EVALUATION
This fix was integrated into Mustang b77, but I forgot to update this bug
report with the exact system property that enables the new codepath:
-Dsun.java2d.opengl=true -Dsun.java2d.opengl.lcdshader=true
As mentioned above, there were two outstanding driver bugs when this fix
was integrated: artifacts on ATI boards, and poor performance on Nvidia boards.

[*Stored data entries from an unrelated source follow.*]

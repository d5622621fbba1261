/*!
# Editor

The facade a host UI drives. It owns the [`Document`] together with the
interaction sessions around it and routes input to whichever of them owns it:

1. **Slash menu** gets first refusal on arrows, Enter and Escape while a
   session is open.
2. **Keyboard editing** turns the remaining keys into document commands.
3. **Drag reorder** is driven by pointer events and commits through the
   document like any other command.
4. **Toolbar** only observes selection changes and produces coordinates.

After every committed change the serialized HTML is handed to the `on_change`
listener, the slash trigger is re-evaluated and the toolbar is told about the
new selection. View flags (dragging, hover, drop indicator) are merged into
the snapshot here; the document itself never stores them.
*/

use std::ops::Range;
use std::sync::Arc;
use std::time::Instant;

use crate::editing::{
    BlockId, BlockKind, Cmd, Document, DropSide, Mark, Node, Patch, Selection, Snapshot, TextKind,
};
use crate::interaction::{
    BlockLayout, CoordsProvider, DragCoordinator, ImageUploader, SlashCommand, SlashKey,
    SlashObserver, SlashOutcome, SlashRecognizer, ToolbarPosition, ToolbarPositioner,
    default_palette,
};
use crate::io::to_html;
use crate::settings::EditorSettings;

/// Receives the serialized document after every committed change
pub type ChangeListener = Box<dyn FnMut(&str)>;

/// Collaborators and settings injected when building an [`Editor`]
#[derive(Default)]
pub struct EditorOptions {
    pub settings: EditorSettings,
    pub on_change: Option<ChangeListener>,
    pub slash_observer: Option<SlashObserver>,
    pub image_uploader: Option<Arc<dyn ImageUploader>>,
    /// Replaces the built-in slash palette
    pub palette: Option<Vec<SlashCommand>>,
}

#[derive(Debug, Clone, Copy, PartialEq, Eq)]
pub enum EditorKey {
    Char(char),
    Enter,
    ShiftEnter,
    Backspace,
    Left,
    Right,
    Up,
    Down,
    Escape,
}

#[derive(Debug, Clone, PartialEq)]
pub struct SlashMenuItem {
    pub title: String,
    pub description: String,
}

/// What a slash menu needs to draw itself
#[derive(Debug, Clone, PartialEq)]
pub struct SlashMenuView {
    pub query: String,
    pub items: Vec<SlashMenuItem>,
    pub selected_index: usize,
    pub trigger_range: Range<usize>,
}

/// Document snapshot plus the interaction state layered over it
#[derive(Debug, Clone, PartialEq)]
pub struct EditorView {
    pub snapshot: Snapshot,
    pub slash_menu: Option<SlashMenuView>,
    pub toolbar: Option<ToolbarPosition>,
}

pub struct Editor {
    doc: Document,
    slash: SlashRecognizer,
    drag: DragCoordinator,
    toolbar: ToolbarPositioner,
    on_change: Option<ChangeListener>,
    focus: Option<BlockId>,
}

impl Editor {
    /// Start from the configured seed blocks
    pub fn new(options: EditorOptions) -> Self {
        let doc = Document::from_settings(&options.settings);
        Self::with_document(doc, options)
    }

    /// Edit an existing document, e.g. an imported lesson. The document's
    /// undo history is reset to the configured depth.
    pub fn with_document(doc: Document, options: EditorOptions) -> Self {
        let EditorOptions {
            settings,
            on_change,
            slash_observer,
            image_uploader,
            palette,
        } = options;

        let palette = palette.unwrap_or_else(|| default_palette(image_uploader));
        let mut slash = SlashRecognizer::new(palette, settings.slash_lookback);
        if let Some(observer) = slash_observer {
            slash = slash.with_observer(observer);
        }
        let doc = doc.with_history_depth(settings.history_depth);
        let focus = doc.focused_block();

        Self {
            doc,
            slash,
            drag: DragCoordinator::new(),
            toolbar: ToolbarPositioner::new(settings.toolbar.clone()),
            on_change,
            focus,
        }
    }

    pub fn document(&self) -> &Document {
        &self.doc
    }

    pub fn focus(&self) -> Option<BlockId> {
        self.focus
    }

    pub fn slash(&self) -> &SlashRecognizer {
        &self.slash
    }

    pub fn drag(&self) -> &DragCoordinator {
        &self.drag
    }

    pub fn toolbar(&self) -> &ToolbarPositioner {
        &self.toolbar
    }

    /// Route a key press. Returns whether the key was used.
    pub fn handle_key(&mut self, key: EditorKey, now: Instant) -> bool {
        if let Some(slash_key) = slash_key(key) {
            match self.slash.handle_key(slash_key, &self.doc) {
                SlashOutcome::NotHandled => {}
                SlashOutcome::Consumed | SlashOutcome::Closed => return true,
                SlashOutcome::Execute(cmd) => {
                    self.apply(cmd, now);
                    return true;
                }
            }
        }

        let selection = self.doc.selection();
        match key {
            EditorKey::Char(c) => self.type_text(&c.to_string(), now),
            EditorKey::ShiftEnter => self.type_text("\n", now),
            EditorKey::Enter => self
                .apply(Cmd::SplitBlock { at: selection.from }, now)
                .is_some(),
            EditorKey::Backspace => self.backspace(now),
            EditorKey::Left => self.move_caret(selection.from, Caret::PrevChar, now),
            EditorKey::Right => self.move_caret(selection.to, Caret::NextChar, now),
            EditorKey::Up => self.move_caret(selection.from, Caret::PrevNode, now),
            EditorKey::Down => self.move_caret(selection.to, Caret::NextNode, now),
            EditorKey::Escape => {
                let was_busy = self.drag.is_active() || self.toolbar.is_open();
                self.slash.cancel();
                self.drag.on_drag_cancel();
                self.toolbar.on_escape();
                was_busy
            }
        }
    }

    fn type_text(&mut self, text: &str, now: Instant) -> bool {
        let selection = self.doc.selection();
        let cmd = if selection.is_collapsed() {
            Cmd::insert_text(selection.from, text)
        } else {
            Cmd::ReplaceRange {
                range: selection.range(),
                text: text.to_string(),
            }
        };
        self.apply(cmd, now).is_some()
    }

    fn backspace(&mut self, now: Instant) -> bool {
        let selection = self.doc.selection();
        if !selection.is_collapsed() {
            return self
                .apply(Cmd::DeleteRange { range: selection.range() }, now)
                .is_some();
        }
        let Some((text, offset)) = self.caret_text(selection.from) else {
            return false;
        };
        if text.is_empty() && offset == 0 {
            return self
                .apply(Cmd::DeleteBlock { at: selection.from }, now)
                .is_some();
        }
        match prev_boundary(&text, offset) {
            Some(prev) => {
                let at = selection.from;
                self.apply(Cmd::DeleteRange { range: at - (offset - prev)..at }, now)
                    .is_some()
            }
            None => false,
        }
    }

    fn move_caret(&mut self, from: usize, caret: Caret, now: Instant) -> bool {
        let Some(target) = self.caret_target(from, caret) else {
            return false;
        };
        let moved = self.set_selection(Selection::cursor(target), now);
        moved.from != from || !self.doc.selection().is_collapsed()
    }

    /// Shift+arrow: move the selection's end by one character, keeping its start
    pub fn extend_selection(&mut self, forward: bool, now: Instant) -> bool {
        let selection = self.doc.selection();
        let caret = if forward { Caret::NextChar } else { Caret::PrevChar };
        let Some(target) = self.caret_target(selection.to, caret) else {
            return false;
        };
        self.set_selection(Selection::new(selection.from, target), now) != selection
    }

    fn caret_target(&self, pos: usize, caret: Caret) -> Option<usize> {
        let ranges = self.doc.text_ranges();
        let current = ranges
            .iter()
            .position(|(_, range)| range.start <= pos && pos <= range.end)?;
        let (text, offset) = self.caret_text(pos)?;
        match caret {
            Caret::PrevChar => match prev_boundary(&text, offset) {
                Some(prev) => Some(pos - (offset - prev)),
                None => current.checked_sub(1).map(|index| ranges[index].1.end),
            },
            Caret::NextChar => match next_boundary(&text, offset) {
                Some(next) => Some(pos + (next - offset)),
                None => ranges.get(current + 1).map(|(_, range)| range.start),
            },
            Caret::PrevNode => current.checked_sub(1).map(|index| ranges[index].1.end),
            Caret::NextNode => ranges.get(current + 1).map(|(_, range)| range.start),
        }
    }

    /// Text of the node holding `pos` and the byte offset of `pos` in it
    fn caret_text(&self, pos: usize) -> Option<(String, usize)> {
        let resolved = self.doc.resolve(pos)?;
        let text_pos = resolved.text?;
        let node = self.doc.blocks()[resolved.block_index]
            .content()
            .get(text_pos.node_index)?
            .as_text()?;
        Some((node.text(), text_pos.offset))
    }

    /// Move the selection without editing. The stored selection is snapped
    /// onto text positions and returned.
    pub fn set_selection(&mut self, selection: Selection, now: Instant) -> Selection {
        let selection = self.doc.set_selection(selection);
        self.focus = self.doc.focused_block();
        self.slash.sync(&self.doc);
        self.toolbar.on_selection_change(selection, now);
        selection
    }

    /// Toggle a mark over the current selection
    pub fn toggle_mark(&mut self, mark: Mark, now: Instant) -> Option<Patch> {
        let range = self.doc.selection().range();
        self.apply(Cmd::ToggleMark { range, mark }, now)
    }

    pub fn set_text_kind(&mut self, kind: TextKind, now: Instant) -> Option<Patch> {
        let range = self.doc.selection().range();
        self.apply(Cmd::SetTextKind { range, kind }, now)
    }

    /// The "+" button next to a block
    pub fn add_block_after(&mut self, block: BlockId, now: Instant) -> Option<Patch> {
        self.apply(
            Cmd::InsertBlockAfter {
                block,
                kind: BlockKind::Content,
            },
            now,
        )
    }

    /// The delete button on an empty block
    pub fn delete_block(&mut self, block: BlockId, now: Instant) -> Option<Patch> {
        self.apply(Cmd::RemoveBlock { block }, now)
    }

    /// Replace a block's content with an accepted suggestion
    pub fn accept_suggestion(&mut self, block: BlockId, content: Vec<Node>, now: Instant) -> Option<Patch> {
        self.apply(Cmd::SetBlockContent { block, content }, now)
    }

    /// Starting a drag closes any open slash menu
    pub fn drag_start(&mut self, block: BlockId) -> bool {
        self.slash.cancel();
        self.drag.on_drag_start(&self.doc, block)
    }

    pub fn drag_over(&mut self, pointer_y: f32, hovered: BlockId, layout: &dyn BlockLayout) -> Option<DropSide> {
        self.drag.on_drag_over(pointer_y, hovered, layout)
    }

    pub fn drop(&mut self, now: Instant) -> Option<Patch> {
        let patch = self.drag.on_drop(&mut self.doc)?;
        self.after_commit(&patch, now);
        Some(patch)
    }

    pub fn drag_cancel(&mut self) {
        self.drag.on_drag_cancel();
    }

    /// A click outside both the editor and the toolbar. Ends any slash or
    /// drag session; the toolbar stays up while formatting is in progress.
    /// Returns whether anything closed.
    pub fn click_outside(&mut self) -> bool {
        let had_session = self.slash.is_active() || self.drag.is_active();
        self.slash.cancel();
        self.drag.on_drag_cancel();
        let toolbar_closed = self.toolbar.on_click_outside();
        had_session || toolbar_closed
    }

    pub fn poll_toolbar(&mut self, now: Instant, coords: &dyn CoordsProvider) -> Option<ToolbarPosition> {
        self.toolbar.poll(now, coords)
    }

    pub fn set_formatting_in_progress(&mut self, in_progress: bool) {
        self.toolbar.set_formatting_in_progress(in_progress);
    }

    pub fn undo(&mut self, now: Instant) -> Option<Patch> {
        let patch = self.doc.undo()?;
        self.after_commit(&patch, now);
        Some(patch)
    }

    pub fn redo(&mut self, now: Instant) -> Option<Patch> {
        let patch = self.doc.redo()?;
        self.after_commit(&patch, now);
        Some(patch)
    }

    pub fn html(&self) -> String {
        to_html(&self.doc)
    }

    pub fn snapshot(&self) -> EditorView {
        let mut snapshot = self.doc.snapshot();
        if let Some(session) = self.drag.session() {
            for block in &mut snapshot.blocks {
                block.is_dragging = block.id == session.dragged;
                block.is_hovered = session.hovered == Some(block.id);
                if block.is_hovered && !block.is_dragging {
                    block.drop_indicator = session.drop_side;
                }
            }
        }
        for block in &mut snapshot.blocks {
            block.is_focused = self.focus == Some(block.id);
        }

        let slash_menu = self.slash.session().map(|session| SlashMenuView {
            query: session.query.clone(),
            items: session
                .filtered_commands
                .iter()
                .map(|command| SlashMenuItem {
                    title: command.title.clone(),
                    description: command.description.clone(),
                })
                .collect(),
            selected_index: session.selected_index,
            trigger_range: session.trigger_range.clone(),
        });

        EditorView {
            snapshot,
            slash_menu,
            toolbar: self.toolbar.position(),
        }
    }

    fn apply(&mut self, cmd: Cmd, now: Instant) -> Option<Patch> {
        match self.doc.apply(cmd) {
            Ok(patch) => {
                self.after_commit(&patch, now);
                Some(patch)
            }
            Err(err) if err.is_invariant_violation() => {
                log::error!("edit rejected: {err}");
                None
            }
            Err(err) => {
                log::debug!("edit not applicable: {err}");
                None
            }
        }
    }

    fn after_commit(&mut self, patch: &Patch, now: Instant) {
        self.focus = patch.focus;
        if let Some(on_change) = self.on_change.as_mut() {
            on_change(&to_html(&self.doc));
        }

        let slash_was_open = self.slash.is_active();
        self.slash.sync(&self.doc);
        if !slash_was_open && self.slash.is_active() {
            self.drag.on_drag_cancel();
        }
        self.toolbar.on_selection_change(patch.new_selection, now);
    }
}

#[derive(Debug, Clone, Copy)]
enum Caret {
    PrevChar,
    NextChar,
    PrevNode,
    NextNode,
}

fn slash_key(key: EditorKey) -> Option<SlashKey> {
    match key {
        EditorKey::Up => Some(SlashKey::Up),
        EditorKey::Down => Some(SlashKey::Down),
        EditorKey::Enter => Some(SlashKey::Enter),
        EditorKey::Escape => Some(SlashKey::Escape),
        _ => None,
    }
}

fn prev_boundary(text: &str, offset: usize) -> Option<usize> {
    text.get(..offset)?.char_indices().next_back().map(|(index, _)| index)
}

fn next_boundary(text: &str, offset: usize) -> Option<usize> {
    text.get(offset..)?.chars().next().map(|c| offset + c.len_utf8())
}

Since then, both bugs have been fixed by their respective driver teams and
we are currently testing those fixes. The ATI fix should be available in their
8.26 release (for Linux, not sure how that correlates to their Windows Catalyst
driver version) in a couple months, and the Nvidia fix should be
available in their 85.xx series in a similar timeframe. Once both driver fixes
are publicly available and verified, we should be able to enable the lcdshader
flag by default (again, only if the OGL pipeline has been enabled).
|
|
|
EVALUATION
Just to clarify my last point, if you enable the OGL pipeline, the LCD
acceleration codepath will be disabled by default. You will have to enable
both system properties to enable LCD acceleration for the OGL pipeline.
|
|
|
EVALUATION
I've attached a simple performance test (LCDTextTest.java) that I've used to
measure LCD text performance. I ran this test on a number of machines with
shader-level hardware, and the results are all over the map. I've included
these performance numbers below. In these results, the numbers indicate the
number of milliseconds taken to render a particular test string (about 35
characters long, in 12 point font) 10000 times, so lower is better.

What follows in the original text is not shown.